3. Research evidence → Standards → Mentoring effectiveness At the National Mentoring Summit (January 27, Washington DC), practitioners, researchers, corporate partners, and civic leaders will review how best to incorporate research evidence into practice standards for youth mentoring. Topics at #MentoringSummit2016 include benchmarks for different program models (e.g., school-based, group, e-mentoring) and particular populations (e.g.,youth in foster care, children of incarcerated parents).

4. Feature creep → Too many choices → Decision fatigue Hoa Loranger at Nielsen Norman Group offers an insightful explanation of how Simplicity Wins Over Abundance of Choice in user interface design. "The paradox is that consumers are attracted to a large number of choices and may consider a product more appealing if it has many capabilities, but when it comes to making decisions and actually using the product, having fewer options makes it easier for people to make a selection." Thanks to @LoveStats.

5. Hot hand → Home run → Another home run? Evidence of a hot hand in baseball? Findings published on the Social Science Research Network suggest that "recent performance is highly significant in predicting performance.... [A] batter who is 'hot' in home runs is 15-25% more likely... to hit a home run in his next at bat." Not so fast, says @PhilBirnbaum on his Sabermetric blog, saying that the authors' "regression coefficient confounds two factors - streakiness, and additional evidence of the players' relative talent."

10 November 2015

Working with quantitative people, evidence-based management, and NFL ref bias.

1. Understand quantitative people → See what's possible → Succeed with analytics Tom Davenport outlines an excellent list of 5 Essential Principles for Understanding Analytics. He explains in the Harvard Business Review that an essential ingredient for effective data use is managers’ understanding of what is possible.

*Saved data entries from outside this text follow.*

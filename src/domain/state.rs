use serde::{Deserialize, Serialize};

/// Lifecycle of a single process handle
#[derive(Debug, Clone, Copy, PartialEq, Eq, Hash, Serialize, Deserialize)]
#[serde(rename_all = "snake_case")]
pub enum ProcessState {
    /// Handle exists, nothing was launched yet
    NotStarted,
    /// Launch requested, waiting for the OS to report the process started
    Starting,
    /// Process is alive
    Running,
    /// Process exited on its own with an exit code
    Finished,
    /// Process failed to start or ended without an exit code (signal, crash)
    Errored,
}

impl ProcessState {
    pub fn is_terminal(&self) -> bool {
        matches!(self, ProcessState::Finished | ProcessState::Errored)
    }

    pub fn is_active(&self) -> bool {
        matches!(self, ProcessState::Starting | ProcessState::Running)
    }

    pub fn as_str(&self) -> &'static str {
        match self {
            ProcessState::NotStarted => "not started",
            ProcessState::Starting => "starting",
            ProcessState::Running => "running",
            ProcessState::Finished => "finished",
            ProcessState::Errored => "errored",
        }
    }
}

impl std::fmt::Display for ProcessState {
    fn fmt(&self, f: &mut std::fmt::Formatter<'_>) -> std::fmt::Result {
        write!(f, "{}", self.as_str())
    }
}

/// Fault reported by the OS while a process was starting or running.
///
/// These are recorded in the handle's error history for display; none of
/// them stops the process on its own.
#[derive(Debug, Clone, Copy, PartialEq, Eq, Hash, Serialize, Deserialize)]
#[serde(rename_all = "snake_case")]
pub enum ProcessErrorKind {
    FailedToStart,
    Crashed,
    Timedout,
    WriteError,
    ReadError,
    Unknown,
}

impl std::fmt::Display for ProcessErrorKind {
    fn fmt(&self, f: &mut std::fmt::Formatter<'_>) -> std::fmt::Result {
        let text = match self {
            ProcessErrorKind::FailedToStart => "failed to start",
            ProcessErrorKind::Crashed => "crashed",
            ProcessErrorKind::Timedout => "timed out",
            ProcessErrorKind::WriteError => "write error",
            ProcessErrorKind::ReadError => "read error",
            ProcessErrorKind::Unknown => "unknown error",
        };
        f.write_str(text)
    }
}
//! Status bar component for the GUI
//!
//! Process counts, the close-policy toggles and the last status message.

use eframe::egui::{self, RichText};

use super::app::ProcRunApp;
use super::theme::{ACCENT_CYAN, ACCENT_RED, STATUS_DONE, TEXT_MUTED};

impl ProcRunApp {
    pub(crate) fn render_status_bar(&mut self, ui: &mut egui::Ui) {
        ui.horizontal(|ui| {
            let running = self.coordinator.registry().running_count();
            let tabs = self.coordinator.tab_count();
            ui.label(
                RichText::new(format!("{} running / {} tabs", running, tabs))
                    .small()
                    .monospace()
                    .color(if running > 0 { ACCENT_CYAN } else { TEXT_MUTED }),
            );

            ui.add_space(16.0);

            let mut auto_close = self.coordinator.options().auto_close_finished;
            if ui
                .checkbox(&mut auto_close, RichText::new("Auto-close finished").small())
                .changed()
            {
                self.coordinator.set_auto_close_finished(auto_close);
            }

            let mut close_on_last = self.coordinator.options().close_on_last;
            if ui
                .checkbox(&mut close_on_last, RichText::new("Close with last tab").small())
                .changed()
            {
                self.coordinator.set_close_on_last(close_on_last);
            }

            if let Some((message, is_error)) = &self.status {
                ui.with_layout(egui::Layout::right_to_left(egui::Align::Center), |ui| {
                    let color = if *is_error { ACCENT_RED } else { STATUS_DONE };
                    ui.label(RichText::new(message).small().color(color));
                });
            }
        });
    }
}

To counter that, it’s really important that they establish a close working relationship with quantitative people.

2. Systematic review → Leverage research → Reduce waste This sounds bad: One study found that published reports of trials cited fewer than 25% of previous similar trials. @PaulGlasziou and @iainchalmersTTi explain on @bmj_latest how systematic reviews can reduce waste in research. Thanks to @CebmOxford.

3. Organizational context → Fit for decision maker → Evidence-based management A British Journal of Management article explores the role of ‘fit’ between the decision-maker and the organizational context in enabling an evidence-based process and develops insights for EBM theory and practice. Evidence-based Management in Practice: Opening up the Decision Process, Decision-maker and Context by April Wright et al. Thanks to @Rob_Briner.

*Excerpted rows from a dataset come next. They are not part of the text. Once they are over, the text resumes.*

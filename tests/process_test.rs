//! End-to-end runs of real programs through the tokio launcher

#![cfg(unix)]

use std::sync::mpsc;
use std::time::{Duration, Instant};

use procrun::coordinator::{AlwaysConfirm, CoordinatorOptions, TabCoordinator};
use procrun::process::{ProcessLauncher, TokioLauncher};
use procrun::{
    ProcRunError, ProcessDefinition, ProcessEventKind, ProcessId, ProcessState, SpawnError,
};

const DEADLINE: Duration = Duration::from_secs(10);

fn coordinator(auto_close_finished: bool) -> TabCoordinator {
    let launcher = TokioLauncher::new(Duration::from_secs(5)).unwrap();
    let options = CoordinatorOptions {
        auto_close_finished,
        close_grace: Duration::ZERO,
        ..CoordinatorOptions::default()
    };
    TabCoordinator::new(Box::new(launcher), Box::new(AlwaysConfirm), options)
}

/// Pump events until `done` holds or the deadline passes.
fn pump_until(coord: &mut TabCoordinator, mut done: impl FnMut(&TabCoordinator) -> bool) {
    let start = Instant::now();
    while !done(coord) {
        assert!(start.elapsed() < DEADLINE, "timed out waiting for process");
        coord.pump_events();
        std::thread::sleep(Duration::from_millis(10));
    }
}

fn finished(coord: &TabCoordinator, id: ProcessId) -> bool {
    coord
        .handle(id)
        .is_none_or(|handle| handle.state().is_terminal())
}

#[test]
fn test_echo_runs_to_completion() {
    let mut coord = coordinator(false);
    let id = coord
        .launch(ProcessDefinition::new("echo").with_args(["hello"]))
        .unwrap();
    pump_until(&mut coord, |c| finished(c, id));

    let handle = coord.handle(id).unwrap();
    assert_eq!(
        handle.state_history(),
        &[
            ProcessState::NotStarted,
            ProcessState::Starting,
            ProcessState::Running,
            ProcessState::Finished,
        ]
    );
    assert_eq!(handle.exit_code(), Some(0));
    assert!(handle.output().to_html().contains("hello<br>"));
    assert!(coord.display().html().contains("hello<br>"));
    assert_eq!(coord.tab_count(), 1);
    assert!(!coord.tabs().next().unwrap().running);
}

#[test]
fn test_echo_is_auto_closed() {
    let mut coord = coordinator(true);
    let id = coord
        .launch(ProcessDefinition::new("echo").with_args(["bye"]))
        .unwrap();
    pump_until(&mut coord, |c| c.handle(id).is_none());
    assert_eq!(coord.tab_count(), 0);
}

#[test]
fn test_cat_echoes_stdin_lines() {
    let mut coord = coordinator(false);
    let id = coord
        .launch(ProcessDefinition::new("cat").with_stdin_lines(["first", "second"]))
        .unwrap();
    pump_until(&mut coord, |c| finished(c, id));

    let handle = coord.handle(id).unwrap();
    assert_eq!(handle.state(), ProcessState::Finished);
    assert!(handle.output().to_plain().starts_with("first\nsecond\n"));
}

#[test]
fn test_working_directory_is_used() {
    let dir = tempfile::tempdir().unwrap();
    let expected = dir.path().canonicalize().unwrap();
    let mut coord = coordinator(false);
    let id = coord
        .launch(ProcessDefinition::new("pwd").with_working_directory(dir.path().to_string_lossy()))
        .unwrap();
    pump_until(&mut coord, |c| finished(c, id));

    let output = coord.handle(id).unwrap().output().to_plain();
    let first_line = output.lines().next().unwrap_or_default();
    assert_eq!(
        std::path::Path::new(first_line).canonicalize().unwrap(),
        expected
    );
}

#[test]
fn test_missing_program_opens_no_tab() {
    let mut coord = coordinator(false);
    let err = coord
        .launch(ProcessDefinition::new("procrun-surely-missing-binary"))
        .unwrap_err();

    assert!(matches!(
        err,
        ProcRunError::Spawn(SpawnError::NotFound { .. })
    ));
    assert_eq!(coord.tab_count(), 0);
}

#[test]
fn test_missing_working_directory_is_rejected() {
    let mut coord = coordinator(false);
    let err = coord
        .launch(ProcessDefinition::new("true").with_working_directory("/procrun/no/such/dir"))
        .unwrap_err();
    assert!(matches!(
        err,
        ProcRunError::Spawn(SpawnError::MissingWorkingDirectory { .. })
    ));
    assert_eq!(coord.tab_count(), 0);
}

#[test]
fn test_nonzero_exit_code_is_recorded() {
    let mut coord = coordinator(false);
    let id = coord
        .launch(ProcessDefinition::new("sh").with_args(["-c", "echo oops >&2; exit 3"]))
        .unwrap();
    pump_until(&mut coord, |c| finished(c, id));

    let handle = coord.handle(id).unwrap();
    assert_eq!(handle.state(), ProcessState::Finished);
    assert_eq!(handle.exit_code(), Some(3));
    assert!(handle.output().to_html().contains("<span style=\"color:red\">oops<br></span>"));
}

#[test]
fn test_closing_long_runner_kills_it() {
    let mut coord = coordinator(false);
    let id = coord
        .launch(ProcessDefinition::new("sleep").with_args(["30"]))
        .unwrap();
    assert!(coord.handle(id).unwrap().is_running());

    let start = Instant::now();
    assert!(coord.request_close(0));
    pump_until(&mut coord, |c| c.handle(id).is_none());

    assert_eq!(coord.tab_count(), 0);
    assert!(start.elapsed() < DEADLINE);
}

#[test]
fn test_terminate_stops_long_runner() {
    let mut coord = coordinator(false);
    let id = coord
        .launch(ProcessDefinition::new("sleep").with_args(["30"]))
        .unwrap();

    assert!(coord.terminate_at(0));
    pump_until(&mut coord, |c| c.handle(id).is_none());
    assert_eq!(coord.tab_count(), 0);
}

#[test]
fn test_partial_line_is_shown_while_running() {
    let mut coord = coordinator(false);
    let id = coord
        .launch(ProcessDefinition::new("sh").with_args([
            "-c",
            "printf 'Progress 50%%'; sleep 3; echo done",
        ]))
        .unwrap();

    pump_until(&mut coord, |c| {
        c.handle(id)
            .is_some_and(|h| h.output().to_plain().contains("Progress 50%"))
    });
    let handle = coord.handle(id).unwrap();
    assert!(handle.is_running());
    assert_eq!(handle.output().to_plain(), "Progress 50%");

    assert!(coord.request_close(0));
    pump_until(&mut coord, |c| c.handle(id).is_none());
}

#[test]
fn test_multibyte_output_split_across_writes() {
    let mut coord = coordinator(false);
    // "é" written one byte at a time
    let id = coord
        .launch(ProcessDefinition::new("sh").with_args([
            "-c",
            "printf 'caf\\303'; sleep 0.2; printf '\\251\\n'",
        ]))
        .unwrap();
    pump_until(&mut coord, |c| finished(c, id));

    let output = coord.handle(id).unwrap().output().to_plain();
    assert!(output.starts_with("café\n"), "unexpected output {:?}", output);
}

#[test]
fn test_terminate_after_exit_is_harmless() {
    let launcher = TokioLauncher::new(Duration::from_secs(5)).unwrap();
    let (tx, rx) = mpsc::channel();
    let mut control = launcher
        .spawn(1, &ProcessDefinition::new("true"), tx)
        .unwrap();

    let deadline = Instant::now() + DEADLINE;
    loop {
        let event = rx
            .recv_timeout(deadline.saturating_duration_since(Instant::now()))
            .unwrap();
        if matches!(event.kind, ProcessEventKind::Finished { .. }) {
            break;
        }
    }

    // The child is reaped; stop requests must not reach a recycled pid
    control.terminate().unwrap();
    control.kill().unwrap();
    std::thread::sleep(Duration::from_millis(100));
    assert!(rx.try_iter().all(|event| !matches!(event.kind, ProcessEventKind::Error { .. })));
}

4. Historical data → Statistical model → Prescriptive analytics Prescriptive analytics finally going mainstream for inventories, equipment status, trades. Jose Morey explains on the Experfy blog that the key advance has been the use of statistical models with historical data.

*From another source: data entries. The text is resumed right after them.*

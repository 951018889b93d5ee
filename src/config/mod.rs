//! Configuration loading and management

mod io;
mod settings;

pub use settings::Settings;

use std::path::PathBuf;
use std::time::Duration;

use serde::{Deserialize, Serialize};

/// Main configuration structure
#[derive(Debug, Clone, Default, PartialEq, Eq, Serialize, Deserialize)]
pub struct Config {
    /// General settings
    #[serde(default)]
    pub settings: Settings,
}

impl Config {
    /// Commands file, falling back to `~/.procrun/commands.toml`
    pub fn commands_path(&self) -> PathBuf {
        self.settings
            .commands_file
            .clone()
            .unwrap_or_else(|| Self::global_config_dir().join("commands.toml"))
    }

    pub fn start_timeout(&self) -> Duration {
        Duration::from_millis(self.settings.start_timeout_ms)
    }

    pub fn tick_interval(&self) -> Duration {
        Duration::from_millis(self.settings.tick_interval_ms)
    }
}
//! eframe::App implementation for ProcRunApp
//!
//! Contains the main update loop that runs every frame.

use super::app::ProcRunApp;
use super::theme::{self, BG_SECONDARY};
use eframe::egui;
use std::time::Duration;
use tracing::info;

/// Repaint interval while nothing is running
const IDLE_REPAINT: Duration = Duration::from_millis(500);

impl eframe::App for ProcRunApp {
    fn update(&mut self, ctx: &egui::Context, _frame: &mut eframe::Frame) {
        // Apply whatever the launcher threads reported since the last frame
        self.coordinator.pump_events();
        self.coordinator.tick();

        if ctx.input(|i| i.viewport().close_requested()) {
            if self.coordinator.on_window_close() {
                info!("Closing panel");
            } else {
                ctx.send_viewport_cmd(egui::ViewportCommand::CancelClose);
            }
        }
        if self.coordinator.take_close_panel_request() {
            ctx.send_viewport_cmd(egui::ViewportCommand::Close);
        }

        theme::apply_theme(ctx);

        // Bottom status bar - rendered before the side and central panels
        egui::TopBottomPanel::bottom("status_bar")
            .frame(egui::Frame::NONE.fill(BG_SECONDARY).inner_margin(4.0))
            .show(ctx, |ui| self.render_status_bar(ui));

        egui::SidePanel::left("commands_panel")
            .resizable(true)
            .default_width(320.0)
            .min_width(240.0)
            .show(ctx, |ui| {
                egui::ScrollArea::vertical()
                    .id_salt("commands_panel_scroll")
                    .show(ui, |ui| {
                        self.render_commands_tree(ui);
                        ui.separator();
                        self.render_form(ui);
                    });
            });

        egui::CentralPanel::default().show(ctx, |ui| self.render_tabs(ui));

        let repaint = if self.coordinator.registry().running_count() > 0 {
            self.tick_interval
        } else {
            IDLE_REPAINT
        };
        ctx.request_repaint_after(repaint);
    }
}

5. Sports data → Study of bias → NFL evidence Are NFL officials biased with their ball placement? Joey Faulkner at Gutterstats got his hands on a spreadsheet containing every NFL play run 2000-2014 (500,000 in all). Thanks to @TreyCausey.

Bonus! In The Scientific Reason Why Bullets Are Bad for Presentations, Leslie Belknap recaps a 2014 study concluding that "Subjects who were exposed to a graphic representation of the strategy paid significantly more attention to, agreed more with, and better recalled the strategy than did subjects who saw a (textually identical) bulleted list version."